#### Task requirements
Retype, without any change, the first line of the records and every line after it through the one containing "pub mod constants;".

#### Entries provided
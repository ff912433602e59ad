//! # Infrastructure Layer
//!
//! Composition root of behapi: configuration, logging and the service
//! registry that turns a validated configuration into the graph of
//! collaborators handed to every scenario.
//!
//! ## Module Categories
//!
//! ### Configuration & Composition
//! | Module | Description |
//! |--------|-------------|
//! | [`config`] | TOML/env configuration loading and validation |
//! | [`di`] | service registry, tag collection, conditional wiring, lifecycle |
//! | [`constants`] | Centralized configuration constants |
//!
//! ### Observability
//! | Module | Description |
//! |--------|-------------|
//! | [`logging`] | Structured logging with tracing |

pub mod config;
pub mod constants;
pub mod di;
pub mod error_ext;
pub mod logging;

// Re-export commonly used types
pub use error_ext::ErrorContext;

#### Solution
repository ff912433602e59ad
//! # Infrastructure Layer
//!
//! Composition root of behapi: configuration, logging and the service
//! registry that turns a validated configuration into the graph of
//! collaborators handed to every scenario.
//!
//! ## Module Categories
//!
//! ### Configuration & Composition
//! | Module | Description |
//! |--------|-------------|
//! | [`config`] | TOML/env configuration loading and validation |
//! | [`di`] | service registry, tag collection, conditional wiring, lifecycle |
//! | [`constants`] | Centralized configuration constants |
//!
//! ### Observability
//! | Module | Description |
//! |--------|-------------|
//! | [`logging`] | Structured logging with tracing |

pub mod config;
pub mod constants;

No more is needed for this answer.